Correlation Matrix
chartAlso known as: correlation heatmap, correlation plot, correlogram
Description
A correlation matrix displays the pairwise correlation coefficients between a set of numerical variables in a symmetric grid. Each cell represents the relationship between two variables, with color encoding the correlation value: typically a diverging scale from strong negative (e.g., blue) through zero (white or light) to strong positive (e.g., red). The diagonal always shows perfect self-correlation (+1), and the matrix is symmetric around it.
The visualization serves as a powerful screening tool in exploratory data analysis. By scanning the color pattern, an analyst can quickly identify which pairs of variables move together (positive correlation), which move in opposite directions (negative correlation), and which are largely unrelated (near-zero correlation). Clusters of similarly colored cells reveal groups of co-varying variables, suggesting underlying factors or potential multicollinearity issues in regression models.
While the correlation matrix is information-dense, it relies on color perception, which is less precise than position. Readers can easily distinguish strong from weak correlations but struggle with fine differences (e.g., 0.72 vs. 0.68). Annotating cells with numeric values or pairing the matrix with an interactive scatterplot on click can address this limitation.
When to Use
- Exploring pairwise relationships among many variables (5-50+) in a single compact view
- Screening for multicollinearity before building regression models
- Identifying variable clusters that co-vary, suggesting latent factors
- Communicating the overall relationship structure of a dataset at a glance
When NOT to Use
- When you have only 2-3 variables — a scatterplot or scatterplot matrix shows more detail
- When the relationship is non-linear — correlation coefficients measure linear association only; use a scatterplot to see the actual shape
- When precise values are critical — color discrimination is imprecise; add numeric annotations or use a table
- For categorical data — correlation is defined for numerical variables; use a contingency table or mosaic plot instead
Anatomy
- Grid cells: Square cells at each (i, j) position, colored by the correlation coefficient between variables i and j.
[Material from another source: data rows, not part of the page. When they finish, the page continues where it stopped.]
//! Entry point for callers: validate a request, start it as a job, poll it.

use std::sync::Arc;

use serde_json::Value;
use tracing::debug;

use crate::config::OpsConfig;
use crate::credentials::CredentialStore;
use crate::error::OpsErr;
use crate::error::Result;
use crate::jobs::JobId;
use crate::jobs::JobOwner;
use crate::jobs::JobStore;
use crate::jobs::JobView;
use crate::operation::SystemTag;
use crate::progress::ProgressSink;
use crate::remote_shell::ShellConnector;
use crate::remote_shell::SshConnector;
use crate::vpn;
use crate::vpn::ApplianceTarget;
use crate::vpn::FirewallAccess;
use crate::vpn::VpnContext;
use crate::vpn::VpnRequest;

pub struct AutomationService {
    jobs: JobStore,
    credentials: Arc<dyn CredentialStore>,
    vpn_connector: Arc<dyn ShellConnector>,
    firewall_connector: Option<Arc<dyn ShellConnector>>,
    config: OpsConfig,
}

impl AutomationService {
    pub fn new(
        config: OpsConfig,
        credentials: Arc<dyn CredentialStore>,
        vpn_connector: Arc<dyn ShellConnector>,
    ) -> Self {
        Self {
            jobs: JobStore::new(config.jobs.clone()),
            credentials,
            vpn_connector,
            firewall_connector: None,
            config,
        }
    }

    pub fn with_firewall_connector(mut self, connector: Arc<dyn ShellConnector>) -> Self {
        self.firewall_connector = Some(connector);
        self
    }

    /// SSH connectors for the configured appliance addresses.
    pub fn from_config(config: OpsConfig, credentials: Arc<dyn CredentialStore>) -> Result<Self> {
        let vpn_cfg = &config.vpn;
        if vpn_cfg.ssh_addr.trim().is_empty() {
            return Err(OpsErr::Config(
                "the VPN appliance address is not configured (set vpn.ssh_addr or VPN_SSH_ADDR)".to_string(),
            ));
        }
        let vpn_connector = SshConnector::new(vpn_cfg.ssh_addr.trim(), vpn_cfg.port)
            .with_connect_timeout(vpn_cfg.connect_timeout());
        let firewall = (!vpn_cfg.firewall_addr.trim().is_empty()).then(|| {
            SshConnector::new(vpn_cfg.firewall_addr.trim(), vpn_cfg.port)
                .with_connect_timeout(vpn_cfg.connect_timeout())
        });

        let mut service = Self::new(config, credentials, Arc::new(vpn_connector));
        if let Some(firewall) = firewall {
            service = service.with_firewall_connector(Arc::new(firewall));
        }
        Ok(service)
    }

    pub fn jobs(&self) -> &JobStore {
        &self.jobs
    }

    /// Validate `params`, look up the owner's credentials and start the job.
    ///
    /// Nothing is created when validation or the credential lookup fails.
    pub fn submit(
        &self,
        owner: &JobOwner,
        system: SystemTag,
        operation: &str,
        params: Value,
        observer: Option<Arc<dyn ProgressSink>>,
    ) -> Result<JobId> {
        match system {
            SystemTag::Vpn => {
                let request = VpnRequest::parse(operation, params, &self.config.vpn.known_groups)?;
                let credentials = self.credentials.lookup(owner, vpn::APPLIANCE_SYSTEM)?;
                let appliance = ApplianceTarget::new(
                    Arc::clone(&self.vpn_connector),
                    credentials,
                    self.config.shell.clone(),
                );
                let mut ctx = VpnContext::new(appliance);
                if request.wants_firewall() {
                    ctx = ctx.with_firewall(self.firewall_access(owner));
                }
                debug!(owner = owner.id, operation, "submitting vpn operation");
                let operation = request.operation_name();
                Ok(self.jobs.submit_observed(
                    owner.clone(),
                    system,
                    operation,
                    observer,
                    move |progress| vpn::execute(ctx, request, progress),
                ))
            }
            SystemTag::Directory | SystemTag::Print => Err(OpsErr::Unsupported {
                system: system.to_string(),
                operation: operation.to_string(),
            }),
        }
    }

    pub fn poll(&self, id: &JobId, owner: &JobOwner) -> Option<JobView> {
        self.jobs.snapshot(id, owner)
    }

    fn firewall_access(&self, owner: &JobOwner) -> FirewallAccess {
        let Some(connector) = self.firewall_connector.as_ref() else {
            return FirewallAccess::Unavailable("firewall address is not configured".to_string());
        };
        match self.credentials.lookup(owner, vpn::FIREWALL_SYSTEM) {
            Ok(credentials) => FirewallAccess::Ready(ApplianceTarget::new(
                Arc::clone(connector),
                credentials,
                self.config.shell.clone(),
            )),
            Err(err) => FirewallAccess::Unavailable(err.to_string()),
        }
    }
}
//! In-memory registry of asynchronous operations.
//!
//! Every mutation and every read goes through one store-wide lock that is
//! never held across an `.await`.

use std::collections::HashMap;
use std::future::Future;
use std::sync::Arc;
use std::sync::Mutex;
use std::sync::MutexGuard;
use std::sync::PoisonError;

use chrono::DateTime;
use chrono::TimeDelta;
use chrono::Utc;
use serde::Deserialize;
use serde::Serialize;
use tracing::debug;
use tracing::info;
use tracing::warn;

use crate::error::Result;
use crate::operation::OperationReport;
use crate::operation::SystemTag;
use crate::progress::Progress;
use crate::progress::ProgressSink;

mod record;

use record::Job;
pub use record::JobId;
pub use record::JobOwner;
pub use record::JobStatus;
pub use record::JobView;

const PANIC_ERROR: &str = "operation panicked";

#[derive(Debug, Clone, PartialEq, Eq, Serialize, Deserialize)]
#[serde(default)]
pub struct JobStoreConfig {
    /// Terminal jobs idle for longer than this are dropped.
    pub retention_secs: u64,
    /// Above this many jobs the oldest are evicted, whatever their state...
    pub soft_capacity: usize,
    /// ...until this many remain.
    pub hard_floor: usize,
    pub max_log_lines: usize,
}

impl Default for JobStoreConfig {
    fn default() -> Self {
        Self {
            retention_secs: 30 * 60,
            soft_capacity: 400,
            hard_floor: 300,
            max_log_lines: 2000,
        }
    }
}

#[derive(Default)]
struct JobTable {
    jobs: HashMap<JobId, Job>,
}

impl JobTable {
    fn purge(&mut self, now: DateTime<Utc>, config: &JobStoreConfig) {
        let retention = i64::try_from(config.retention_secs)
            .ok()
            .and_then(TimeDelta::try_seconds)
            .unwrap_or(TimeDelta::MAX);
        let before = self.jobs.len();
        self.jobs
            .retain(|_, job| job.is_running() || now.signed_duration_since(job.updated_at) <= retention);

        if self.jobs.len() > config.soft_capacity {
            let mut by_age: Vec<(DateTime<Utc>, JobId)> = self
                .jobs
                .values()
                .map(|job| (job.updated_at, job.id.clone()))
                .collect();
            by_age.sort_by_key(|(updated_at, _)| *updated_at);
            let excess = self.jobs.len().saturating_sub(config.hard_floor);
            for (_, id) in by_age.into_iter().take(excess) {
                self.jobs.remove(&id);
            }
        }

        let removed = before - self.jobs.len();
        if removed > 0 {
            debug!(removed, remaining = self.jobs.len(), "purged job records");
        }
    }
}

/// Creates jobs, runs their operations on the Tokio runtime and answers polls.
///
/// Cloning is cheap; clones share the same table.
#[derive(Clone)]
pub struct JobStore {
    table: Arc<Mutex<JobTable>>,
    config: Arc<JobStoreConfig>,
}

impl Default for JobStore {
    fn default() -> Self {
        Self::new(JobStoreConfig::default())
    }
}

impl JobStore {
    pub fn new(config: JobStoreConfig) -> Self {
        Self {
            table: Arc::new(Mutex::new(JobTable::default())),
            config: Arc::new(config),
        }
    }

    fn lock(&self) -> MutexGuard<'_, JobTable> {
        self.table.lock().unwrap_or_else(PoisonError::into_inner)
    }

    /// Start `run` as an independent task and return its job id immediately.
    ///
    /// Must be called from within a Tokio runtime.
    pub fn submit<F, Fut>(&self, owner: JobOwner, system: SystemTag, operation: &str, run: F) -> JobId
    where
        F: FnOnce(Progress) -> Fut + Send + 'static,
        Fut: Future<Output = Result<OperationReport>> + Send + 'static,
    {
        self.submit_observed(owner, system, operation, None, run)
    }

    /// Like [`JobStore::submit`], also copying every progress report to `observer`.
    pub fn submit_observed<F, Fut>(
        &self,
        owner: JobOwner,
        system: SystemTag,
        operation: &str,
        observer: Option<Arc<dyn ProgressSink>>,
        run: F,
    ) -> JobId
    where
        F: FnOnce(Progress) -> Fut + Send + 'static,
        Fut: Future<Output = Result<OperationReport>> + Send + 'static,
    {
        let id = JobId::generate();
        let now = Utc::now();
        let owner_id = owner.id;
        {
            let mut table = self.lock();
            table
                .jobs
                .insert(id.clone(), Job::new(id.clone(), owner, system, operation.to_string(), now));
            table.purge(now, &self.config);
        }
        info!(job_id = %id, %system, operation, owner = owner_id, "job submitted");

        let sink: Arc<dyn ProgressSink> = Arc::new(JobProgressSink {
            store: self.clone(),
            id: id.clone(),
        });
        let progress = Progress::new(sink).tee(observer);
        let store = self.clone();
        let job_id = id.clone();
        tokio::spawn(async move {
            let task = tokio::spawn(async move { run(progress).await });
            match task.await {
                Ok(Ok(report)) => store.complete(&job_id, report),
                Ok(Err(err)) => store.fail(&job_id, err.headline(), &err.to_string()),
                Err(join_err) => {
                    warn!(job_id = %job_id, error = %join_err, "job operation aborted");
                    store.fail(&job_id, "execution failed", PANIC_ERROR);
                }
            }
        });
        id
    }

    /// Immutable copy of the job, or `None` when it does not exist or
    /// belongs to somebody else.
    pub fn snapshot(&self, id: &JobId, owner: &JobOwner) -> Option<JobView> {
        let table = self.lock();
        table
            .jobs
            .get(id)
            .filter(|job| job.owner.id == owner.id)
            .map(Job::view)
    }

    pub fn len(&self) -> usize {
        self.lock().jobs.len()
    }

    pub fn is_empty(&self) -> bool {
        self.len() == 0
    }

    fn apply_progress(&self, id: &JobId, line: &str, processed: usize, total: usize) {
        let mut table = self.lock();
        if let Some(job) = table.jobs.get_mut(id) {
            job.apply_progress(line, processed, total, self.config.max_log_lines, Utc::now());
        }
    }

    fn complete(&self, id: &JobId, report: OperationReport) {
        let mut table = self.lock();
        match table.jobs.get_mut(id) {
            Some(job) => {
                job.succeed(report, self.config.max_log_lines, Utc::now());
                info!(job_id = %id, message = %job.message, "job succeeded");
            }
            None => debug!(job_id = %id, "finished job was already purged"),
        }
    }

    fn fail(&self, id: &JobId, message: &str, error: &str) {
        let mut table = self.lock();
        match table.jobs.get_mut(id) {
            Some(job) => {
                job.fail(message, error, self.config.max_log_lines, Utc::now());
                warn!(job_id = %id, error, "job failed");
            }
            None => debug!(job_id = %id, "failed job was already purged"),
        }
    }
}

/// Routes reports from a running operation into its job record.
struct JobProgressSink {
    store: JobStore,
    id: JobId,
}

impl ProgressSink for JobProgressSink {
    fn report(&self, line: &str, processed: usize, total: usize) {
        self.store.apply_progress(&self.id, line, processed, total);
    }
}
use std::io;
use std::time::Duration;

use tokio::io::AsyncRead;
use tokio::io::AsyncReadExt;
use tokio::io::AsyncWrite;
use tokio::io::AsyncWriteExt;
use tokio::sync::mpsc;
use tokio::task::JoinHandle;
use tokio::time::Instant;
use tracing::trace;
use tracing::warn;

const READ_CHUNK_SIZE: usize = 4096;
pub(crate) const OUTPUT_QUEUE_CAPACITY: usize = 128;

#[derive(Debug, Clone, Copy, PartialEq, Eq)]
pub(crate) enum StreamKind {
    Stdout,
    Stderr,
}

#[derive(Debug)]
pub(crate) enum StreamEvent {
    Chunk(Vec<u8>),
    Closed {
        stream: StreamKind,
        error: Option<io::Error>,
    },
}

/// Copy `reader` into `tx` until the stream closes, errors, or nobody is
/// listening any more.
pub(crate) fn spawn_drain<R>(
    stream: StreamKind,
    mut reader: R,
    tx: mpsc::Sender<StreamEvent>,
) -> JoinHandle<()>
where
    R: AsyncRead + Send + Unpin + 'static,
{
    tokio::spawn(async move {
        let mut buf = vec![0u8; READ_CHUNK_SIZE];
        loop {
            match reader.read(&mut buf).await {
                Ok(0) => {
                    let _ = tx.send(StreamEvent::Closed { stream, error: None }).await;
                    break;
                }
                Ok(n) => {
                    if tx.send(StreamEvent::Chunk(buf[..n].to_vec())).await.is_err() {
                        break;
                    }
                }
                Err(err) => {
                    let _ = tx
                        .send(StreamEvent::Closed {
                            stream,
                            error: Some(err),
                        })
                        .await;
                    break;
                }
            }
        }
        trace!(?stream, "remote stream drain finished");
    })
}

#[derive(Debug, Clone, Copy)]
pub(crate) struct QuietWindow {
    pub quiet: Duration,
    pub cap: Duration,
}

#[derive(Debug, Default)]
pub(crate) struct Collected {
    pub bytes: Vec<u8>,
    pub error: Option<io::Error>,
    pub pages_advanced: usize,
    pub streams_closed: bool,
}

/// Reads queued output until nothing arrives for `window.quiet`, the overall
/// `window.cap` elapses, or every stream has closed.
pub(crate) struct QuietCollector<'a> {
    rx: &'a mut mpsc::Receiver<StreamEvent>,
    open_streams: usize,
}

impl<'a> QuietCollector<'a> {
    pub(crate) fn new(rx: &'a mut mpsc::Receiver<StreamEvent>, open_streams: usize) -> Self {
        Self { rx, open_streams }
    }

    /// When `pager` is set, every chunk carrying `marker` has the marker
    /// stripped and a single space written back so the remote keeps paging.
    pub(crate) async fn collect<W>(
        &mut self,
        window: QuietWindow,
        mut pager: Option<(&mut W, &str)>,
    ) -> Collected
    where
        W: AsyncWrite + Unpin + ?Sized,
    {
        let mut out = Collected::default();
        let deadline = Instant::now() + window.cap;

        while self.open_streams > 0 {
            let remaining = deadline.saturating_duration_since(Instant::now());
            if remaining.is_zero() {
                break;
            }
            let wait = window.quiet.min(remaining);
            let event = match tokio::time::timeout(wait, self.rx.recv()).await {
                Err(_) => break,
                Ok(None) => {
                    self.open_streams = 0;
                    break;
                }
                Ok(Some(event)) => event,
            };

            match event {
                StreamEvent::Chunk(mut chunk) => {
                    if let Some((stdin, marker)) = pager.as_mut()
                        && !marker.is_empty()
                        && contains(&chunk, marker.as_bytes())
                    {
                        chunk = strip(&chunk, marker.as_bytes());
                        match advance_pager(&mut **stdin).await {
                            Ok(()) => out.pages_advanced += 1,
                            Err(err) => warn!(error = %err, "failed to advance remote pager"),
                        }
                    }
                    out.bytes.extend_from_slice(&chunk);
                }
                StreamEvent::Closed { stream, error } => {
                    self.open_streams = self.open_streams.saturating_sub(1);
                    if let Some(err) = error {
                        warn!(?stream, error = %err, "remote stream closed with error");
                        out.error = Some(err);
                    }
                }
            }
        }

        out.streams_closed = self.open_streams == 0;
        out
    }
}

async fn advance_pager<W>(stdin: &mut W) -> io::Result<()>
where
    W: AsyncWrite + Unpin + ?Sized,
{
    stdin.write_all(b" ").await?;
    stdin.flush().await
}

fn contains(haystack: &[u8], needle: &[u8]) -> bool {
    !needle.is_empty() && haystack.windows(needle.len()).any(|w| w == needle)
}

fn strip(haystack: &[u8], needle: &[u8]) -> Vec<u8> {
    let mut out = Vec::with_capacity(haystack.len());
    let mut i = 0;
    while i < haystack.len() {
        if haystack[i..].starts_with(needle) {
            i += needle.len();
        } else {
            out.push(haystack[i]);
            i += 1;
        }
    }
    out
}
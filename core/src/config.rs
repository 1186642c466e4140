//! Runtime configuration, read from an optional TOML file plus a couple of
//! environment overrides.

use std::env;
use std::fs;
use std::path::Path;
use std::time::Duration;

use serde::Deserialize;
use serde::Serialize;
use tracing::debug;

use crate::error::OpsErr;
use crate::error::Result;
use crate::jobs::JobStoreConfig;
use crate::remote_shell::ShellTiming;

pub const VPN_SSH_ADDR_ENV: &str = "VPN_SSH_ADDR";
pub const FIREWALL_SSH_ADDR_ENV: &str = "FIREWALL_SSH_ADDR";

const DEFAULT_SSH_PORT: u16 = 22;
const DEFAULT_CONNECT_TIMEOUT_MS: u64 = 10_000;
pub const DEFAULT_GROUP: &str = "default^root";

#[derive(Debug, Clone, Default, PartialEq, Serialize, Deserialize)]
#[serde(default)]
pub struct OpsConfig {
    pub vpn: VpnConfig,
    pub shell: ShellTiming,
    pub jobs: JobStoreConfig,
}

#[derive(Debug, Clone, PartialEq, Eq, Serialize, Deserialize)]
#[serde(default)]
pub struct VpnConfig {
    /// Host of the VPN appliance shell.
    pub ssh_addr: String,
    /// Host of the firewall that mirrors VPN accounts.
    pub firewall_addr: String,
    pub port: u16,
    pub connect_timeout_ms: u64,
    /// Group paths the appliance knows about, e.g. `sales^root`.
    pub known_groups: Vec<String>,
}

impl Default for VpnConfig {
    fn default() -> Self {
        Self {
            ssh_addr: String::new(),
            firewall_addr: String::new(),
            port: DEFAULT_SSH_PORT,
            connect_timeout_ms: DEFAULT_CONNECT_TIMEOUT_MS,
            known_groups: vec![DEFAULT_GROUP.to_string()],
        }
    }
}

impl VpnConfig {
    pub fn connect_timeout(&self) -> Duration {
        Duration::from_millis(self.connect_timeout_ms)
    }
}

impl OpsConfig {
    /// Read `path` when given (a missing file is an error), otherwise start
    /// from defaults; then apply environment overrides.
    pub fn load(path: Option<&Path>) -> Result<Self> {
        let mut config = match path {
            Some(path) => {
                let contents = fs::read_to_string(path).map_err(|err| {
                    OpsErr::Config(format!("failed to read {}: {err}", path.display()))
                })?;
                Self::from_toml(&contents)?
            }
            None => Self::default(),
        };
        config.apply_overrides(|key| env::var(key).ok());
        debug!(vpn = %config.vpn.ssh_addr, firewall = %config.vpn.firewall_addr, "loaded configuration");
        Ok(config)
    }

    pub fn from_toml(contents: &str) -> Result<Self> {
        toml::from_str(contents).map_err(|err| OpsErr::Config(err.to_string()))
    }

    /// Non-empty values returned by `lookup` replace the appliance addresses.
    pub fn apply_overrides<F>(&mut self, lookup: F)
    where
        F: Fn(&str) -> Option<String>,
    {
        let non_empty = |key: &str| lookup(key).map(|v| v.trim().to_string()).filter(|v| !v.is_empty());
        if let Some(addr) = non_empty(VPN_SSH_ADDR_ENV) {
            self.vpn.ssh_addr = addr;
        }
        if let Some(addr) = non_empty(FIREWALL_SSH_ADDR_ENV) {
            self.vpn.firewall_addr = addr;
        }
    }
}
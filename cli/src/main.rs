use clap::Parser;
use opsdesk_cli::Cli;
use tracing_subscriber::EnvFilter;

#[tokio::main]
async fn main() -> anyhow::Result<()> {
    // A missing .env is fine; real deployments export the variables.
    let _ = dotenvy::dotenv();
    setup_tracing();
    let cli = Cli::parse();
    opsdesk_cli::run(cli).await
}

fn setup_tracing() {
    if tracing::dispatcher::has_been_set() {
        return;
    }
    let filter = EnvFilter::try_from_default_env().unwrap_or_else(|_| EnvFilter::new("info"));
    let _ = tracing_subscriber::fmt()
        .with_env_filter(filter)
        .with_writer(std::io::stderr)
        .try_init();
}
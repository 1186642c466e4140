use std::env;
use std::io::IsTerminal;
use std::sync::Arc;
use std::time::Duration;

use anyhow::Result;
use anyhow::anyhow;
use anyhow::bail;
use clap::Args;
use clap::Parser;
use clap::Subcommand;
use clap::ValueEnum;
use opsdesk_core::AutomationService;
use opsdesk_core::JobOwner;
use opsdesk_core::JobView;
use opsdesk_core::OpsConfig;
use opsdesk_core::SystemTag;
use opsdesk_core::credentials::EnvCredentialStore;
use opsdesk_core::progress::ProgressSink;
use owo_colors::OwoColorize;
use serde_json::Value;
use serde_json::json;

const POLL_INTERVAL: Duration = Duration::from_millis(250);

#[derive(Debug, Parser)]
pub struct VpnCli {
    #[command(subcommand)]
    command: VpnCommand,
}

#[derive(Debug, Subcommand)]
enum VpnCommand {
    /// Create an account; a password is generated when none is given.
    AddUser(AddUserArgs),
    /// List accounts whose description matches.
    SearchUser {
        #[arg(long = "description", value_name = "TEXT")]
        description: String,
    },
    /// Set a new password, identifying the account by name or description.
    ModifyPassword {
        #[command(flatten)]
        target: TargetArgs,
        /// New password; generated when omitted.
        #[arg(long = "passwd", value_name = "PASSWORD")]
        passwd: Option<String>,
    },
    /// Enable or disable an account.
    ModifyStatus {
        #[command(flatten)]
        target: TargetArgs,
        #[arg(long = "status", value_enum, default_value_t = StatusArg::Enabled)]
        status: StatusArg,
    },
    /// Delete accounts; names may be separated by `,` `;` or `/`.
    DeleteUsers {
        #[arg(value_name = "USERS", required = true)]
        users: Vec<String>,
        /// Also remove the accounts from the firewall.
        #[arg(long = "remote-firewall", default_value_t = false)]
        remote_firewall: bool,
    },
}

#[derive(Debug, Args)]
struct AddUserArgs {
    #[arg(long = "user", value_name = "NAME")]
    user: String,
    /// Group (section) on the appliance; unknown groups fall back to the default.
    #[arg(long = "group", value_name = "GROUP", default_value = "")]
    group: String,
    #[arg(long = "passwd", value_name = "PASSWORD")]
    passwd: Option<String>,
    #[arg(long = "description", value_name = "TEXT")]
    description: String,
    #[arg(long = "mail", value_name = "ADDRESS")]
    mail: String,
    #[arg(long = "status", value_enum, default_value_t = StatusArg::Enabled)]
    status: StatusArg,
}

#[derive(Debug, Args)]
struct TargetArgs {
    #[arg(long = "user", value_name = "NAME", required_unless_present = "description")]
    user: Option<String>,
    /// Resolve the account through an exact description match.
    #[arg(long = "description", value_name = "TEXT")]
    description: Option<String>,
}

#[derive(Debug, Clone, Copy, ValueEnum)]
enum StatusArg {
    Enabled,
    Disabled,
}

impl StatusArg {
    fn as_str(self) -> &'static str {
        match self {
            StatusArg::Enabled => "enabled",
            StatusArg::Disabled => "disabled",
        }
    }
}

impl VpnCommand {
    fn operation(&self) -> &'static str {
        match self {
            VpnCommand::AddUser(_) => "add_user",
            VpnCommand::SearchUser { .. } => "search_user",
            VpnCommand::ModifyPassword { .. } => "modify_password",
            VpnCommand::ModifyStatus { .. } => "modify_status",
            VpnCommand::DeleteUsers { .. } => "delete_users",
        }
    }

    fn params(&self) -> Value {
        match self {
            VpnCommand::AddUser(args) => json!({
                "vpn_user": args.user,
                "section": args.group,
                "passwd": args.passwd.clone().unwrap_or_default(),
                "description": args.description,
                "mail": args.mail,
                "status": args.status.as_str(),
            }),
            VpnCommand::SearchUser { description } => json!({ "description": description }),
            VpnCommand::ModifyPassword { target, passwd } => json!({
                "vpn_user": target.user.clone().unwrap_or_default(),
                "description": target.description.clone().unwrap_or_default(),
                "passwd": passwd.clone().unwrap_or_default(),
            }),
            VpnCommand::ModifyStatus { target, status } => json!({
                "vpn_user": target.user.clone().unwrap_or_default(),
                "description": target.description.clone().unwrap_or_default(),
                "status": status.as_str(),
            }),
            VpnCommand::DeleteUsers {
                users,
                remote_firewall,
            } => json!({
                "vpn_users": users.join(","),
                "remote_firewall": remote_firewall,
            }),
        }
    }
}

/// Prints progress lines to stderr as they arrive.
struct StderrProgress;

impl ProgressSink for StderrProgress {
    fn report(&self, line: &str, processed: usize, total: usize) {
        if total > 0 {
            eprintln!("[{processed}/{total}] {line}");
        } else {
            eprintln!("{line}");
        }
    }
}

pub async fn run(cli: VpnCli, config: OpsConfig, json_output: bool) -> Result<()> {
    let service = AutomationService::from_config(config, Arc::new(EnvCredentialStore))?;
    let owner = local_owner();
    let operation = cli.command.operation();
    let observer: Option<Arc<dyn ProgressSink>> = if json_output {
        None
    } else {
        Some(Arc::new(StderrProgress))
    };

    let id = service.submit(&owner, SystemTag::Vpn, operation, cli.command.params(), observer)?;
    tracing::debug!(job_id = %id, operation, "waiting for job");
    let view = wait(&service, &id, &owner).await?;

    if json_output {
        println!("{}", serde_json::to_string_pretty(&view)?);
    } else {
        print_view(&view);
    }
    if !view.ok {
        bail!("{}: {}", view.message, view.error);
    }
    Ok(())
}

async fn wait(service: &AutomationService, id: &opsdesk_core::JobId, owner: &JobOwner) -> Result<JobView> {
    loop {
        let view = service
            .poll(id, owner)
            .ok_or_else(|| anyhow!("job {id} is no longer available"))?;
        if view.done {
            return Ok(view);
        }
        tokio::time::sleep(POLL_INTERVAL).await;
    }
}

fn print_view(view: &JobView) {
    if !view.result_text.is_empty() {
        println!("{}", view.result_text);
    }
    let colored = std::io::stdout().is_terminal();
    let headline = format!("{} {}: {}", view.system, view.operation, view.message);
    match (view.ok, colored) {
        (true, true) => println!("{}", headline.green()),
        (false, true) => println!("{}", headline.red()),
        _ => println!("{headline}"),
    }
}

fn local_owner() -> JobOwner {
    let username = env::var("USER")
        .or_else(|_| env::var("USERNAME"))
        .unwrap_or_else(|_| "local".to_string());
    JobOwner::new(0, username)
}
- Color scale: A diverging scale (e.g., blue-white-red) centered at zero, with a legend showing the value-to-color mapping.
- Diagonal: Self-correlations (always 1.0), often shown in a neutral color or omitted.
- Variable labels: Names along both axes, in the same order.
- Cell annotations: Optional numeric values (e.g., “0.85”) printed inside each cell for precision.
- Upper/lower triangle: Since the matrix is symmetric, one triangle is sometimes hidden or replaced with a different encoding (e.g., circle size).
Variations
- Half-matrix: Only the lower (or upper) triangle is shown, eliminating redundancy.
- Clustered correlation matrix: Variables are reordered by hierarchical clustering to group correlated variables together.
- Bubble correlation matrix: Circle size encodes the absolute correlation value, and color encodes direction, providing a dual encoding.
- Annotated matrix: Numeric correlation values printed in each cell alongside the color fill.
- Significance-masked matrix: Cells for non-significant correlations are blanked out or marked with an “X”.
Code Reference
// Observable Plot - correlation matrix
Plot.plot({
marks: [
Plot.cell(correlations, {
x: "var1",
y: "var2",
fill: "r",
tip: true
}),
Plot.text(correlations, {
x: "var1",
y: "var2",
text: d => d.r.toFixed(2),
fill: d => Math.abs(d.r) > 0.5 ? "white" : "black",
fontSize: 10
})
],
color: {
scheme: "RdBu",
pivot: 0,
domain: [-1, 1],
legend: true,
label: "Correlation"
},
x: { label: null, tickRotate: -45 },
y: { label: null }
})